### PROBLEM TO WORK ON
Check each line of the listing below for the string "Duration", then give only the number of lines where it occurs.

### EXTRACTED RECORDS
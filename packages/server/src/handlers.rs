//! HTTP handler functions for the KarlCam API.

use actix_web::{HttpResponse, web};
use karlcam_labeler::LabelError;
use karlcam_server_models::{
    ApiCamera, ApiError, ApiHealth, ApiLabel, ApiLabelResponse, HistoryParams,
};

use crate::{AppState, label_source};

/// `GET /api/health`
pub async fn health() -> HttpResponse {
    HttpResponse::Ok().json(ApiHealth {
        healthy: true,
        version: env!("CARGO_PKG_VERSION").to_string(),
    })
}

/// `GET /api/cameras`
///
/// Lists active cameras with their current label. Labels are read from
/// the store only; a stale camera is listed with `current_label: null`.
pub async fn cameras(state: web::Data<AppState>) -> HttpResponse {
    let mut listing = Vec::new();

    for camera in state.labeler.cameras() {
        match state.labeler.current_label(&camera.id).await {
            Ok(label) => listing.push(ApiCamera::new(camera, label)),
            Err(e) => return error_response(&e),
        }
    }

    HttpResponse::Ok().json(listing)
}

/// `GET /api/label/{camera_id}`
///
/// Returns the current label, generating one if the stored label is
/// stale. An unavailable label is a `200` with `label: null`.
pub async fn label(state: web::Data<AppState>, path: web::Path<String>) -> HttpResponse {
    let camera_id = path.into_inner();

    match state.labeler.get_label(&camera_id).await {
        Ok(result) => HttpResponse::Ok().json(ApiLabelResponse {
            source: label_source(result.provenance),
            label: result.label.map(ApiLabel::from),
        }),
        Err(e) => error_response(&e),
    }
}

/// `GET /api/cameras/{camera_id}/labels?hours=N`
///
/// Label history for one camera, newest first.
pub async fn label_history(
    state: web::Data<AppState>,
    path: web::Path<String>,
    params: web::Query<HistoryParams>,
) -> HttpResponse {
    let camera_id = path.into_inner();

    match state.labeler.history(&camera_id, params.hours()).await {
        Ok(labels) => {
            let labels: Vec<ApiLabel> = labels.into_iter().map(ApiLabel::from).collect();
            HttpResponse::Ok().json(labels)
        }
        Err(e) => error_response(&e),
    }
}

/// Maps a labeler error to `404` for unknown cameras and `500` otherwise.
fn error_response(e: &LabelError) -> HttpResponse {
    match e {
        LabelError::CameraNotFound { .. } => HttpResponse::NotFound().json(ApiError {
            error: e.to_string(),
        }),
        LabelError::StoreUnavailable(_) | LabelError::Persistence { .. } => {
            log::error!("Request failed: {e}");
            HttpResponse::InternalServerError().json(ApiError {
                error: e.to_string(),
            })
        }
    }
}

#[cfg(test)]
mod tests {
    use std::sync::Arc;

    use actix_web::http::StatusCode;
    use actix_web::{App, test};
    use chrono::{DateTime, Duration, SubsecRound as _, Utc};
    use karlcam_ai::AiError;
    use karlcam_ai::assessor::FogAssessor;
    use karlcam_ai::providers::{VisionProvider, VisionRequest};
    use karlcam_camera::ImageError;
    use karlcam_camera::image::ImageSource;
    use karlcam_camera::registry::StaticCameraDirectory;
    use karlcam_camera_models::Camera;
    use karlcam_database::memory::MemoryLabelStore;
    use karlcam_database::{LabelStore, StoreError};
    use karlcam_database_models::{Label, NewLabel};
    use karlcam_fog_models::{FogLevel, LabelerIdentity};
    use karlcam_labeler::{Labeler, LabelerConfig};
    use karlcam_storage::{ImageStore, StorageError};

    use crate::{AppState, configure};

    struct StaticImage {
        up: bool,
    }

    #[async_trait::async_trait]
    impl ImageSource for StaticImage {
        async fn fetch(&self, camera: &Camera) -> Result<Vec<u8>, ImageError> {
            if self.up {
                Ok(vec![0xFF, 0xD8, 0xFF, 0xE0])
            } else {
                Err(ImageError::BadUrl {
                    url: camera.url.clone(),
                    message: "unsupported scheme".to_string(),
                })
            }
        }
    }

    struct FoggyModel;

    #[async_trait::async_trait]
    impl VisionProvider for FoggyModel {
        async fn generate(&self, _request: VisionRequest<'_>) -> Result<String, AiError> {
            Ok(r#"{"fog_score": 72, "fog_level": "Heavy Fog", "confidence": 0.85,
                   "reasoning": "Towers hidden", "weather_conditions": ["fog"]}"#
                .to_string())
        }

        fn identity(&self) -> LabelerIdentity {
            LabelerIdentity {
                name: "gemini".to_string(),
                version: "gemini-2.5-flash".to_string(),
            }
        }
    }

    struct UrlImageStore {
        up: bool,
    }

    #[async_trait::async_trait]
    impl ImageStore for UrlImageStore {
        async fn put(&self, _: Vec<u8>, key: &str, _: &str) -> Result<String, StorageError> {
            if self.up {
                Ok(format!("https://img.test/{key}"))
            } else {
                Err(StorageError::MissingEnv {
                    name: "IMAGE_BUCKET".to_string(),
                })
            }
        }
    }

    struct DownStore;

    #[async_trait::async_trait]
    impl LabelStore for DownStore {
        async fn query(&self, _: &str, _: DateTime<Utc>) -> Result<Vec<Label>, StoreError> {
            Err(StoreError::Database("connection refused".to_string()))
        }

        async fn insert(&self, _: NewLabel) -> Result<Label, StoreError> {
            Err(StoreError::Database("connection refused".to_string()))
        }
    }

    fn camera(id: &str) -> Camera {
        Camera {
            id: id.to_string(),
            name: format!("Camera {id}"),
            url: format!("https://cams.test/{id}.jpg"),
            latitude: 37.8,
            longitude: -122.47,
            description: Some("test camera".to_string()),
            active: true,
        }
    }

    fn stored_label(camera_id: &str, captured_at: DateTime<Utc>) -> Label {
        Label {
            id: format!("{camera_id}-label"),
            camera_id: camera_id.to_string(),
            camera_name: format!("Camera {camera_id}"),
            captured_at,
            image_url: "https://img.test/cached.jpg".to_string(),
            fog_score: 10.0,
            fog_level: FogLevel::Clear,
            confidence: 0.95,
            reasoning: "Clear view of the bridge".to_string(),
            weather_conditions: vec!["sunny".to_string()],
            latitude: 37.8,
            longitude: -122.47,
            labeler_name: "gemini".to_string(),
            labeler_version: "gemini-2.5-flash".to_string(),
            source_environment: "test".to_string(),
        }
    }

    fn state(
        store: Arc<dyn LabelStore>,
        image_up: bool,
        upload_up: bool,
    ) -> actix_web::web::Data<AppState> {
        let labeler = Labeler::new(
            Arc::new(StaticCameraDirectory::new(vec![camera("camA"), camera("camB")]).unwrap()),
            store,
            Arc::new(UrlImageStore { up: upload_up }),
            Arc::new(StaticImage { up: image_up }),
            FogAssessor::new(Box::new(FoggyModel)),
            LabelerConfig::default(),
        );
        actix_web::web::Data::new(AppState {
            labeler: Arc::new(labeler),
        })
    }

    fn seeded_store() -> Arc<MemoryLabelStore> {
        let store = Arc::new(MemoryLabelStore::new());
        store
            .seed(stored_label(
                "camA",
                Utc::now().trunc_subsecs(6) - Duration::minutes(10),
            ))
            .unwrap();
        store
    }

    #[actix_web::test]
    async fn health_reports_version() {
        let app = test::init_service(App::new().configure(configure)).await;
        let req = test::TestRequest::get().uri("/api/health").to_request();

        let body: serde_json::Value = test::call_and_read_body_json(&app, req).await;

        assert_eq!(body["healthy"], true);
        assert_eq!(body["version"], env!("CARGO_PKG_VERSION"));
    }

    #[actix_web::test]
    async fn cached_label_is_served_as_firestore() {
        let app = test::init_service(
            App::new()
                .app_data(state(seeded_store(), true, true))
                .configure(configure),
        )
        .await;
        let req = test::TestRequest::get().uri("/api/label/camA").to_request();

        let resp = test::call_service(&app, req).await;
        assert_eq!(resp.status(), StatusCode::OK);
        let body: serde_json::Value = test::read_body_json(resp).await;

        assert_eq!(body["source"], "firestore");
        assert_eq!(body["label"]["camera_id"], "camA");
        assert_eq!(body["label"]["fog_level"], "Clear");
    }

    #[actix_web::test]
    async fn stale_camera_gets_on_demand_label() {
        let app = test::init_service(
            App::new()
                .app_data(state(seeded_store(), true, true))
                .configure(configure),
        )
        .await;
        let req = test::TestRequest::get().uri("/api/label/camB").to_request();

        let body: serde_json::Value = test::call_and_read_body_json(&app, req).await;

        assert_eq!(body["source"], "on-demand");
        assert_eq!(body["label"]["camera_id"], "camB");
        assert_eq!(body["label"]["fog_level"], "Heavy Fog");
        assert_eq!(body["label"]["fog_score"], 72.0);
        assert_eq!(body["label"]["labeler_name"], "gemini");
    }

    #[actix_web::test]
    async fn unreachable_camera_is_200_unavailable() {
        let app = test::init_service(
            App::new()
                .app_data(state(seeded_store(), false, true))
                .configure(configure),
        )
        .await;
        let req = test::TestRequest::get().uri("/api/label/camB").to_request();

        let resp = test::call_service(&app, req).await;
        assert_eq!(resp.status(), StatusCode::OK);
        let body: serde_json::Value = test::read_body_json(resp).await;

        assert_eq!(
            body,
            serde_json::json!({"source": "unavailable", "label": null})
        );
    }

    #[actix_web::test]
    async fn unknown_camera_is_404() {
        let app = test::init_service(
            App::new()
                .app_data(state(seeded_store(), true, true))
                .configure(configure),
        )
        .await;
        let req = test::TestRequest::get()
            .uri("/api/label/unknown-id")
            .to_request();

        let resp = test::call_service(&app, req).await;
        assert_eq!(resp.status(), StatusCode::NOT_FOUND);
        let body: serde_json::Value = test::read_body_json(resp).await;

        assert!(body["error"].as_str().unwrap().contains("unknown-id"));
    }

    #[actix_web::test]
    async fn persistence_failure_is_500() {
        let app = test::init_service(
            App::new()
                .app_data(state(seeded_store(), true, false))
                .configure(configure),
        )
        .await;
        let req = test::TestRequest::get().uri("/api/label/camB").to_request();

        let resp = test::call_service(&app, req).await;
        assert_eq!(resp.status(), StatusCode::INTERNAL_SERVER_ERROR);
        let body: serde_json::Value = test::read_body_json(resp).await;

        assert!(body["error"].is_string());
    }

    #[actix_web::test]
    async fn store_outage_is_500() {
        let app = test::init_service(
            App::new()
                .app_data(state(Arc::new(DownStore), true, true))
                .configure(configure),
        )
        .await;
        let req = test::TestRequest::get().uri("/api/label/camA").to_request();

        let resp = test::call_service(&app, req).await;

        assert_eq!(resp.status(), StatusCode::INTERNAL_SERVER_ERROR);
    }

    #[actix_web::test]
    async fn camera_listing_includes_only_cached_labels() {
        let app = test::init_service(
            App::new()
                .app_data(state(seeded_store(), true, true))
                .configure(configure),
        )
        .await;
        let req = test::TestRequest::get().uri("/api/cameras").to_request();

        let body: serde_json::Value = test::call_and_read_body_json(&app, req).await;

        let cameras = body.as_array().unwrap();
        assert_eq!(cameras.len(), 2);
        assert_eq!(cameras[0]["id"], "camA");
        assert_eq!(cameras[0]["current_label"]["fog_level"], "Clear");
        assert_eq!(cameras[1]["id"], "camB");
        assert!(cameras[1]["current_label"].is_null());
    }

    #[actix_web::test]
    async fn history_respects_hours() {
        let store = seeded_store();
        store
            .seed(stored_label("camA", Utc::now() - Duration::hours(30)))
            .unwrap();
        let app = test::init_service(
            App::new()
                .app_data(state(store, true, true))
                .configure(configure),
        )
        .await;

        let day: serde_json::Value = test::call_and_read_body_json(
            &app,
            test::TestRequest::get()
                .uri("/api/cameras/camA/labels")
                .to_request(),
        )
        .await;
        let two_days: serde_json::Value = test::call_and_read_body_json(
            &app,
            test::TestRequest::get()
                .uri("/api/cameras/camA/labels?hours=48")
                .to_request(),
        )
        .await;

        assert_eq!(day.as_array().unwrap().len(), 1);
        assert_eq!(two_days.as_array().unwrap().len(), 2);
    }

    #[actix_web::test]
    async fn history_for_unknown_camera_is_404() {
        let app = test::init_service(
            App::new()
                .app_data(state(seeded_store(), true, true))
                .configure(configure),
        )
        .await;
        let req = test::TestRequest::get()
            .uri("/api/cameras/nope/labels")
            .to_request();

        let resp = test::call_service(&app, req).await;

        assert_eq!(resp.status(), StatusCode::NOT_FOUND);
    }
}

### RESPONSE BOX
3